Thanks for this note/update.  Did you send this offline to Affymetrix
or did you use their Affymetrix Scientific Community Forums
[https://www.affymetrix.com/community/forums/index.jspa]?  I could
find it in the latter, but there are quite a few forums too.

Cheers,

Henrik

>
> Best regards
> Christian
>
> On Jan 28, 4:58 pm, branko <[email protected]> wrote:
>> Hi all,
>>
>>   First to thank you Mark , Henrik for nice  tool and also  all others
>> for  informative mailing list.
>> This is my first email so hopefully not so many dummy questions.
>>
>> I found this thread as it is linked to my first 2  questions:
>> Month  ago I did some basic analysis  with 300 chips where your tool
>> got very handy. And I'm starting again to analyze things ...

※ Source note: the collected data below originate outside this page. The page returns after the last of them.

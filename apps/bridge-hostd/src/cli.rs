use clap::{Parser, Subcommand};

/// Minimal operator surface for the inference bridge host (spec §6).
///
/// This binary is long-lived: `start` runs the relay in the foreground.
/// The other subcommands talk to that running instance through the debug
/// console rather than spawning a second process.
#[derive(Debug, Parser)]
#[command(name = "bridge-hostd", about = "Host side of the inference bridge")]
pub struct Cli {
    #[command(subcommand)]
    pub command: Command,
}

#[derive(Debug, Subcommand)]
pub enum Command {
    /// Bind the transport, start the relay, and block until shutdown.
    Start,
    /// Signal a running host to shut down gracefully.
    Stop,
    /// Change the active model for subsequent generations.
    SelectModel {
        #[arg(value_name = "MODEL")]
        model: String,
    },
    /// Print this host's server id (topic) for sharing with a Client.
    CopyServerId,
    /// Print a QR code encoding this host's server id.
    ShowQr,
    /// Toggle the debug console on or off.
    ToggleDebug,
    /// Stop the relay and exit the process.
    Quit,
}
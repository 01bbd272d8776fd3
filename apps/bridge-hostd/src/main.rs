use std::process::ExitCode;
use std::sync::Arc;

use anyhow::Context;
use bridge_hostd::cli::{Cli, Command};
use bridge_hostd::config::HostConfig;
use bridge_hostd::host::{self, Host};
use bridge_hostd::lock::{InstanceLock, LockError};
use bridge_provider::{HealthStatus, InferenceProvider, OllamaProvider};
use bridge_transport::IrohListener;
use clap::Parser;
use tokio::sync::mpsc;
use tracing::{error, info};
use tracing_subscriber::EnvFilter;

fn main() -> ExitCode {
    dotenvy::dotenv().ok();
    tracing_subscriber::fmt()
        .with_env_filter(EnvFilter::from_default_env().add_directive("bridge_hostd=info".parse().unwrap()))
        .with_writer(std::io::stderr)
        .init();

    let cli = Cli::parse();
    let runtime = match tokio::runtime::Runtime::new() {
        Ok(rt) => rt,
        Err(e) => {
            error!(error = %e, "failed to start tokio runtime");
            return ExitCode::from(1);
        }
    };

    runtime.block_on(run(cli.command))
}

async fn run(command: Command) -> ExitCode {
    match command {
        Command::Start => run_start().await,
        Command::CopyServerId | Command::ShowQr => {
            // No running instance to ask in this process; these are only
            // meaningful against a live host's console (spec §6's
            // commands are typed there while `start` is in the foreground).
            println!("no running instance in this process; use the console of a running `start`");
            ExitCode::from(0)
        }
        Command::Stop | Command::SelectModel { .. } | Command::ToggleDebug | Command::Quit => {
            println!("type this command into the console of a running `bridge-hostd start`");
            ExitCode::from(0)
        }
    }
}

async fn run_start() -> ExitCode {
    let lock = match InstanceLock::acquire(InstanceLock::default_path()) {
        Ok(lock) => lock,
        Err(LockError::AlreadyRunning(path)) => {
            error!(path = %path, "another instance is already running");
            return ExitCode::from(2);
        }
        Err(e) => {
            error!(error = %e, "failed to acquire instance lock");
            return ExitCode::from(1);
        }
    };

    match try_run_start().await {
        Ok(()) => {
            drop(lock);
            ExitCode::from(0)
        }
        Err(e) => {
            error!(error = %e, "fatal startup failure");
            drop(lock);
            ExitCode::from(1)
        }
    }
}

async fn try_run_start() -> anyhow::Result<()> {
    let config = HostConfig::from_env();
    info!(host = %config.host_name, model = %config.model, "starting inference bridge host");

    let provider: Arc<dyn InferenceProvider> = Arc::new(OllamaProvider::new(config.ollama_url.clone()));

    match provider.health().await {
        HealthStatus::Ok => info!("inference provider is reachable"),
        HealthStatus::Unreachable(message) => {
            anyhow::bail!("inference provider unreachable at startup: {message}");
        }
    }

    let listener = IrohListener::bind_with_seed(config.bind_topic_seed.as_ref().map(|s| s.as_bytes()))
        .await
        .context("failed to bind transport")?;
    let server_id = listener.endpoint().id();
    let topic = bridge_transport::Topic::from_bytes(*server_id.as_bytes());
    info!(server_id = %topic, "listening for peers");

    let host = Arc::new(Host::new(&config, provider));
    let listener: Arc<dyn bridge_transport::PeerListener> = Arc::new(listener);

    let (debug_enabled_tx, _debug_enabled_rx) = mpsc::unbounded_channel();

    let serve_host = host.clone();
    let serve_listener = listener.clone();
    let serve_task = tokio::spawn(async move { serve_host.serve(serve_listener).await });

    let console_host = host.clone();
    let console_task = tokio::spawn(async move {
        console_host.run_console(topic, debug_enabled_tx).await;
    });

    tokio::select! {
        () = host::shutdown_signal() => {
            info!("shutting down");
            host.shutdown().await;
        }
        _ = console_task => {
            info!("console closed, shutting down");
            host.shutdown().await;
        }
    }

    serve_task.abort();
    Ok(())
}
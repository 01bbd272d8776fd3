use bridge_client_cli::console;
use bridge_protocol::{codec::DecodeEvent, encode, FrameDecoder, GateStatus, Message, ServerInfoPayload};
use tokio::io::{duplex, AsyncReadExt, AsyncWriteExt};

#[tokio::test]
async fn prompt_from_stdin_is_sent_and_reply_chunks_are_printed() {
    let (mut peer_side, client_side) = duplex(8192);
    let (handle, events) = bridge_client::spawn(client_side);

    // Host-side server_info, as every peer session sends on attach.
    peer_side
        .write_all(&encode(&Message::ServerInfo {
            request_id: None,
            payload: ServerInfoPayload {
                host_name: "box".to_owned(),
                model: "llama3".to_owned(),
                status: GateStatus::Ready,
            },
        }))
        .await
        .unwrap();

    // A duplex pipe stands in for stdin so it doesn't EOF until the test
    // explicitly closes the write half, after the reply has been printed —
    // an always-ready EOF would race the console's event branch and exit
    // the loop before the host's reply ever arrives.
    let (mut stdin_writer, stdin_reader) = duplex(256);
    stdin_writer.write_all(b"hello there\n").await.unwrap();

    let mut stdout = Vec::new();
    let console_task = tokio::spawn(async move {
        console::run(stdin_reader, &mut stdout, handle, events).await;
        stdout
    });

    // The console should have written a chat_start frame.
    let mut decoder = FrameDecoder::new();
    let mut buf = [0u8; 4096];
    let n = peer_side.read(&mut buf).await.unwrap();
    let frames = decoder.write(&buf[..n]);
    let DecodeEvent::Frame(value) = frames.into_iter().next().expect("one frame") else {
        panic!("expected a frame");
    };
    assert_eq!(value["type"], "chat_start");
    let request_id = value["request_id"].as_str().unwrap().to_owned();

    peer_side
        .write_all(&encode(&Message::chat_chunk(request_id.clone(), "hi!")))
        .await
        .unwrap();
    peer_side
        .write_all(&encode(&Message::chat_end(request_id, bridge_protocol::FinishReason::Stop)))
        .await
        .unwrap();

    drop(peer_side);
    drop(stdin_writer);

    let stdout = console_task.await.unwrap();
    let text = String::from_utf8(stdout).unwrap();
    assert!(text.contains("hi!"), "unexpected output: {text}");
}
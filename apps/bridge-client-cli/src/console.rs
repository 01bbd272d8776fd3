use bridge_client::{ClientEvent, ClientHandle, TerminalOutcome};
use tokio::io::{AsyncBufReadExt, AsyncRead, BufReader};
use tokio::sync::mpsc;
use tracing::warn;

/// Drives the interactive Client console: reads prompt lines from `input`,
/// submits them, and prints streamed chunks and terminal outcomes to
/// `output` as they arrive. A line of just `/abort` cancels the active
/// request instead of being submitted as a prompt.
///
/// Runs until `input` reaches EOF. The event-printer and the line-reader
/// run concurrently so a chunk for an earlier prompt can print while the
/// operator is still typing the next one.
pub async fn run<R, W>(input: R, mut output: W, handle: ClientHandle, mut events: mpsc::UnboundedReceiver<ClientEvent>)
where
    R: AsyncRead + Unpin,
    W: std::io::Write,
{
    let mut lines = BufReader::new(input).lines();
    loop {
        tokio::select! {
            line = lines.next_line() => {
                match line {
                    Ok(Some(line)) => handle_line(&line, &handle, &mut output),
                    Ok(None) => break,
                    Err(e) => {
                        warn!(error = %e, "client console input closed with an error");
                        break;
                    }
                }
            }
            event = events.recv() => {
                match event {
                    Some(event) => print_event(&event, &mut output),
                    None => break,
                }
            }
        }
    }
}

fn handle_line<W: std::io::Write>(line: &str, handle: &ClientHandle, output: &mut W) {
    let line = line.trim();
    if line.is_empty() {
        return;
    }
    if line == "/abort" {
        handle.send_abort();
        return;
    }
    if let Err(e) = handle.send_chat_start(line) {
        let _ = writeln!(output, "rejected: {e}");
    }
}

fn print_event<W: std::io::Write>(event: &ClientEvent, output: &mut W) {
    match event {
        ClientEvent::ServerInfo { host_name, model, status } => {
            let _ = writeln!(output, "[connected to {host_name} running {model}, status: {status:?}]");
        }
        ClientEvent::Chunk { text, .. } => {
            let _ = write!(output, "{text}");
            let _ = output.flush();
        }
        ClientEvent::Terminal { outcome, .. } => {
            let _ = writeln!(output);
            match outcome {
                TerminalOutcome::Stop => {}
                TerminalOutcome::Abort => {
                    let _ = writeln!(output, "[aborted]");
                }
                TerminalOutcome::Error { code, message } => {
                    let _ = writeln!(output, "[error {code:?}: {message}]");
                }
                TerminalOutcome::Timeout => {
                    let _ = writeln!(output, "[timed out waiting for a response]");
                }
            }
        }
    }
}

#[cfg(test)]
mod tests {
    use super::*;
    use bridge_protocol::GateStatus;
    use tokio::io::{duplex, AsyncReadExt};

    #[tokio::test]
    async fn abort_with_no_active_request_writes_nothing_to_the_socket() {
        let (mut peer_side, client_side) = duplex(8192);
        let (handle, _events) = bridge_client::spawn(client_side);
        let mut buf = Vec::new();

        handle_line("/abort", &handle, &mut buf);
        assert!(buf.is_empty());

        // the socket only sees bytes once something is actually submitted
        handle_line("hello", &handle, &mut buf);
        let mut read_buf = [0u8; 64];
        let n = peer_side.read(&mut read_buf).await.unwrap();
        assert!(n > 0);
    }

    #[test]
    fn print_event_formats_server_info() {
        let mut buf = Vec::new();
        print_event(
            &ClientEvent::ServerInfo {
                host_name: "box".to_owned(),
                model: "llama3".to_owned(),
                status: GateStatus::Ready,
            },
            &mut buf,
        );
        let text = String::from_utf8(buf).unwrap();
        assert!(text.contains("box"));
        assert!(text.contains("llama3"));
    }
}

>>  (Btw. I found  about Aroma  on BioC list as I had issue with XPS
>> package that I couldn’t resolve . I would like to have them both
>> working so  Xps will come on board eventually.)
>>
>>  Now regarding this tread.
>> 1)     When I compared HuGene-1_0-st-v1.na30.hg19.probeset._csv.  with
>> the Aroma CDF file there are
>>      33257  PSets  in csv while  Aroma has 33252 so 4 different. So
>> maybe the CDF  update is needed in Aroma?
>>      I also just saw some more recent update on Affymetrix to “na30.1”

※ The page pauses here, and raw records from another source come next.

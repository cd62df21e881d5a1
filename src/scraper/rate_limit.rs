//! Sliding-window call limiter for API-style sources.
//!
//! Independent of the per-origin politeness delay: this caps the number of
//! calls inside any rolling window. Shared between tasks through `Arc`.

use std::collections::VecDeque;
use std::time::Duration;
use tokio::sync::Mutex;
use tokio::time::{sleep, Instant};
use tracing::debug;

#[derive(Debug)]
pub struct SlidingWindowLimiter {
    max_calls: usize,
    window: Duration,
    calls: Mutex<VecDeque<Instant>>,
}

impl SlidingWindowLimiter {
    pub fn new(max_calls: usize, window: Duration) -> Self {
        Self {
            max_calls: max_calls.max(1),
            window,
            calls: Mutex::new(VecDeque::new()),
        }
    }

    pub fn per_minute(max_calls: usize) -> Self {
        Self::new(max_calls, Duration::from_secs(60))
    }

    /// Block until a call slot is free, then claim it.
    pub async fn until_ready(&self) {
        loop {
            let wait = {
                let mut calls = self.calls.lock().await;
                let now = Instant::now();
                while let Some(&oldest) = calls.front() {
                    if now.duration_since(oldest) >= self.window {
                        calls.pop_front();
                    } else {
                        break;
                    }
                }

                if calls.len() < self.max_calls {
                    calls.push_back(now);
                    return;
                }

                // Full: wait for the oldest call to leave the window.
                match calls.front() {
                    Some(&oldest) => (oldest + self.window).saturating_duration_since(now),
                    None => Duration::ZERO,
                }
            };

            debug!("Rate limit reached, sleeping {:.2?}", wait);
            sleep(wait).await;
        }
    }

    #[cfg(test)]
    pub async fn in_window(&self) -> usize {
        let calls = self.calls.lock().await;
        let now = Instant::now();
        calls
            .iter()
            .filter(|&&t| now.duration_since(t) < self.window)
            .count()
    }
}

#[cfg(test)]
mod tests {
    use super::*;
    use std::sync::Arc;

    #[tokio::test(start_paused = true)]
    async fn blocks_until_oldest_call_leaves_window() {
        let limiter = SlidingWindowLimiter::per_minute(2);
        let start = Instant::now();

        limiter.until_ready().await;
        limiter.until_ready().await;
        assert!(start.elapsed() < Duration::from_secs(1));

        limiter.until_ready().await;
        assert!(start.elapsed() >= Duration::from_secs(60));
        assert_eq!(limiter.in_window().await, 1);
    }

    #[tokio::test(start_paused = true)]
    async fn shared_between_tasks() {
        let limiter = Arc::new(SlidingWindowLimiter::new(3, Duration::from_secs(10)));
        let start = Instant::now();

        let mut handles = Vec::new();
        for _ in 0..6 {
            let limiter = Arc::clone(&limiter);
            handles.push(tokio::spawn(async move { limiter.until_ready().await }));
        }
        for h in handles {
            h.await.unwrap();
        }

        // Six calls at three per ten seconds need one full window.
        assert!(start.elapsed() >= Duration::from_secs(10));
        assert!(start.elapsed() < Duration::from_secs(20));
    }

    #[tokio::test(start_paused = true)]
    async fn no_rolling_minute_exceeds_the_cap() {
        let limiter = SlidingWindowLimiter::per_minute(4);
        let mut calls = Vec::new();
        for i in 0..20u64 {
            limiter.until_ready().await;
            calls.push(Instant::now());
            // Uneven spacing between calls.
            tokio::time::advance(Duration::from_secs(i % 3 * 7)).await;
        }
        for pair in calls.windows(5) {
            assert!(pair[4].duration_since(pair[0]) >= Duration::from_secs(60));
        }
    }
}
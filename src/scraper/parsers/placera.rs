//! Placera forum (Avanza).
//!
//! The feed is a paged list of `article.post-card`. Each card names its
//! company through a destination label, which is a display name rather than
//! a symbol, so most tickers come from the body scan.

use super::{
    css, element_text, extract_each, first_attr, first_text, first_timestamp, select_containers,
    ParseContext, SelectorSet, Selectors, MIN_POST_CHARS,
};
use crate::models::{Candidate, Post};
use crate::scraper::cleaner::SiteTime;
use crate::scraper::fetch::{RenderHints, LOADING_MARKERS};
use anyhow::Result;
use once_cell::sync::Lazy;
use regex::Regex;
use scraper::{ElementRef, Html, Selector};

pub const RENDER_HINTS: RenderHints = RenderHints {
    markers: LOADING_MARKERS,
    containers: &["article.post-card", "div.post-list"],
    min_text_len: 200,
};

const PRIMARY: SelectorSet = SelectorSet {
    container: "article.post-card",
    author: "a[data-testid='author-name']",
    timestamp: "time, p > span",
    body: "div.post-body",
    title: Some("h3"),
    ticker_tag: Some("a[data-testid='destination-label']"),
};

const FALLBACK: SelectorSet = SelectorSet {
    container: "div.forum-post, article.forum-post, div.thread-post, div.message",
    author: ".author, .username, .user, .poster",
    timestamp: "time, .timestamp, .date, .time, .post-date",
    body: ".content, .message-text, .post-text, .post-content",
    title: Some("h3, h4"),
    ticker_tag: None,
};

static POST_LINK_RE: Lazy<Regex> =
    Lazy::new(|| Regex::new(r"/inlagg/(\d+)").expect("post link regex"));

pub fn parse(html: &str, ctx: &ParseContext) -> Result<Vec<Candidate>> {
    let doc = Html::parse_document(html);
    let primary = Selectors::compile(&PRIMARY)?;
    let fallback = Selectors::compile(&FALLBACK)?;
    let link_sel = css("a[href*='/inlagg/']")?;

    let (containers, sel) = select_containers(&doc, &primary, &fallback);
    Ok(extract_each("placera", containers, |c| {
        extract_post(c, sel, &link_sel, ctx)
    }))
}

fn extract_post(
    container: ElementRef<'_>,
    sel: &Selectors,
    link_sel: &Selector,
    ctx: &ParseContext,
) -> Result<Option<Candidate>> {
    let Some(body) = first_text(container, &sel.body) else {
        return Ok(None);
    };
    if body.chars().count() < MIN_POST_CHARS {
        return Ok(None);
    }

    let author = first_text(container, &sel.author).unwrap_or_else(|| "Unknown".to_string());
    let stamp = first_timestamp(container, &sel.timestamp, ctx.fetched_at)
        .unwrap_or_else(|| SiteTime::approximate(ctx.fetched_at));
    let title = sel.title.as_ref().and_then(|t| first_text(container, t));

    let label = sel.ticker_tag.as_ref().and_then(|t| {
        container
            .select(t)
            .next()
            .map(|a| (element_text(a), a.value().attr("href").map(str::to_string)))
    });

    let link = first_attr(container, link_sel, "href");
    let external_id = link
        .as_deref()
        .and_then(|href| POST_LINK_RE.captures(href))
        .map(|c| c[1].to_string());

    let mut post = Post::new(ctx.forum_id, author, stamp.at, body)
        .with_meta("source", "placera_forum");
    if let Some((name, href)) = &label {
        post = post.with_meta("company", name.as_str());
        if let Some(href) = href.as_deref().and_then(|h| ctx.absolute(h)) {
            post = post.with_meta("company_url", href);
        }
    }
    post.title = title;
    post.url = link.as_deref().and_then(|h| ctx.absolute(h));
    post.external_id = external_id;
    post.thread_url = post.url.clone();
    post.approximate_time = stamp.approximate;

    // Only labels that read as a symbol survive tag decoding.
    let tag = label.map(|(name, _)| name).filter(|n| !n.is_empty());
    Ok(Some(Candidate::post(post).with_tag(tag)))
}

>> and I see I have used “na30” csv file.
>>
>>   Following  seems weird , many  ProbeSets have no gene symbol
>> annotation in “main“ category :
>>
>>   tr <- read.csv ( "HuGene-1_0-st-v1.na30.hg19.transcript.csv" ,
>> stringsAsFactors =F ,comment.char="#")
>>
>>   sum(tr$gene_assignment=="---" & tr$category=="main") #6711
>>   sum(tr$unigene=="---" & tr$category=="main")  #7376
>>   sum(tr$swissprot=="---" & tr$category=="main") # 8021
>>
>>    Affy 33257  Probesets are classified as:
>>       TYPE                              TOTAL
>> control->affx                           57
>> control->bgp->antigenomic    45
>> main                                    28829
>> normgene->exon                 1195
>> normgene->intron                  2904
>> rescue->FLmRNA->unmapped    227
>>
>>    Do you  maybe know why are there so many e.g above 6711 without
>> gene_assignment ?
>>
>> 2) One more related to 1st Q  : How to run normalization only on
>> ProbeSet  classified as “main” ?  ( Affymetrix csv file says this
>> class has 28829
>>       Psets in main class)   Idea is of course  to minimize
>> normalization bias of non-main class Psets.
>>
>> 3) Few  questions regarding Quality checks and basic data
>> manipulations in Aroma:
>>     I would like to give meaningful labels to  the Arrays in the e.g.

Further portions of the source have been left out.